Methods: A total of 245 patients with newly diagnosed T2DM were evaluated. Levels of SAA, C-reactive protein (CRP), hemoglobin A1c (HbA1c), and fasting plasma glucose (FPG) were measured. SHR, controlling nutritional status (CONUT) score, prognostic nutritional index (PNI), systemic inflammatory index (SII), and inflammatory burden index (IBI) were calculated. CONUT scores ≥ 5.0 and 0 - 1 were defined as high and normal CONUT scores, indicating malnutrition and normal nutritional status, respectively.

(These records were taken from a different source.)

use std::collections::BTreeMap;
use std::sync::Arc;
use std::time::Duration;
use tokio::sync::Mutex;

use super::client::{McpClient, McpServerSpec};
use super::tool::McpTool;
use crate::McpError;
use crate::schema::definition_from_tool_server;
use crate::tools::Tool;

/// Running tool servers keyed by the name each reported at initialization.
pub struct McpManager {
    clients: BTreeMap<String, Arc<Mutex<McpClient>>>,
    timeout: Duration,
}

impl McpManager {
    pub fn new(timeout: Duration) -> Self {
        Self {
            clients: BTreeMap::new(),
            timeout,
        }
    }

    /// Starts a server and returns its reported name. A second server reporting a name already
    /// in use is shut down again and rejected.
    pub async fn connect(&mut self, spec: &McpServerSpec) -> Result<String, McpError> {
        let client = McpClient::spawn(spec, self.timeout).await?;
        let name = client.server_name().to_string();
        if self.clients.contains_key(&name) {
            if let Err(error) = client.close().await {
                tracing::warn!(server = %name, error = %error, "failed to stop duplicate tool server");
            }
            return Err(McpError::DuplicateServer(name));
        }
        self.clients.insert(name.clone(), Arc::new(Mutex::new(client)));
        Ok(name)
    }

    pub fn server_names(&self) -> Vec<String> {
        self.clients.keys().cloned().collect()
    }

    pub fn is_empty(&self) -> bool {
        self.clients.is_empty()
    }

    /// Lists every server's tools as registry endpoints. Failures from individual servers are
    /// collected; any failure fails the whole load.
    pub async fn load_all_tools(&self) -> Result<Vec<Arc<dyn Tool>>, McpError> {
        let mut tools: Vec<Arc<dyn Tool>> = Vec::new();
        let mut errors = Vec::new();
        for (server, client) in &self.clients {
            match Self::load_tools(server, client).await {
                Ok(loaded) => tools.extend(loaded),
                Err(error) => errors.push(error),
            }
        }
        if errors.is_empty() {
            Ok(tools)
        } else {
            Err(McpError::Multiple(errors))
        }
    }

    async fn load_tools(
        server: &str,
        client: &Arc<Mutex<McpClient>>,
    ) -> Result<Vec<Arc<dyn Tool>>, McpError> {
        let listed = client.lock().await.list_tools().await?;
        let mut tools: Vec<Arc<dyn Tool>> = Vec::with_capacity(listed.len());
        for info in listed {
            let definition = definition_from_tool_server(
                &info.name,
                info.description.as_deref(),
                &info.input_schema,
            )?;
            tools.push(Arc::new(McpTool::new(server, definition, client.clone())));
        }
        tracing::debug!(server, tools = tools.len(), "loaded tool server tools");
        Ok(tools)
    }

    pub async fn close_server(&mut self, name: &str) -> Result<(), McpError> {
        let client = self
            .clients
            .remove(name)
            .ok_or_else(|| McpError::UnknownServer(name.to_string()))?;
        close_client(client).await
    }

    /// Stops every server, reporting all failures together.
    pub async fn close_all(&mut self) -> Result<(), McpError> {
        let mut errors = Vec::new();
        for (_, client) in std::mem::take(&mut self.clients) {
            if let Err(error) = close_client(client).await {
                errors.push(error);
            }
        }
        if errors.is_empty() {
            Ok(())
        } else {
            Err(McpError::Multiple(errors))
        }
    }
}

/// Tools still holding the connection keep the process alive until they are dropped.
async fn close_client(client: Arc<Mutex<McpClient>>) -> Result<(), McpError> {
    match Arc::try_unwrap(client) {
        Ok(client) => client.into_inner().close().await,
        Err(_) => Ok(()),
    }
}

#[cfg(test)]
mod tests {
    use super::*;
    use crate::mcp::client::fake_server_spec;
    use crate::tools::ToolRegistry;

    #[tokio::test(flavor = "current_thread")]
    async fn imported_tools_dispatch_through_the_registry() {
        let mut manager = McpManager::new(Duration::from_secs(10));
        let name = manager.connect(&fake_server_spec("files")).await.unwrap();
        assert_eq!(name, "files");

        let tools = manager.load_all_tools().await.unwrap();
        let mut registry = ToolRegistry::default();
        registry.register(tools).unwrap();
        assert_eq!(registry.names(), vec!["shout"]);

        let envelope = registry.dispatch("shout", r#"{"text":"hello"}"#, "call-1").await;
        assert!(envelope.ends_with("** Result **\nHELLO\nWORLD\n"));

        drop(registry);
        manager.close_all().await.unwrap();
        assert!(manager.is_empty());
    }

    #[tokio::test(flavor = "current_thread")]
    async fn servers_reporting_the_same_name_are_rejected() {
        let mut manager = McpManager::new(Duration::from_secs(10));
        manager.connect(&fake_server_spec("dup")).await.unwrap();
        let error = manager.connect(&fake_server_spec("dup")).await.unwrap_err();
        assert!(matches!(error, McpError::DuplicateServer(name) if name == "dup"));
        assert_eq!(manager.server_names(), vec!["dup"]);

        let error = manager.close_server("missing").await.unwrap_err();
        assert!(matches!(error, McpError::UnknownServer(_)));
        manager.close_server("dup").await.unwrap();
    }
}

Results: Patients with a high CONUT score had a 2.9-fold higher prevalence of DKD than those with a normal CONUT score. The prevalence of DKD was significantly higher in patients with elevated SAA levels than in those without elevated SAA levels, whereas no significant difference was observed between patients with elevated and non-elevated CRP levels. PNI and CONUT score were more closely correlated with SAA and CRP levels in non-overweight patients with diabetes than in overweight patients with diabetes. Levels of SAA, CONUT score, SII, and IBI were significantly higher in non-overweight patients than in overweight patients. SHR was more strongly associated with DKD prevalence (odds ratio: 2.471; 95% confidence interval, 1.164 - 5.746; p < 0.001) than either HbA1c or FPG. Inflammation combined with malnutrition significantly increased the risk of DKD compared with inflammation or malnutrition alone.
Conclusions: Low nutritional status plays a crucial role in the development of DKD, possibly in connection with systemic inflammation, particularly in non-overweight patients with T2DM. SAA and SHR are more closely associated with DKD risk than CRP and HbA1c in patients with diabetes.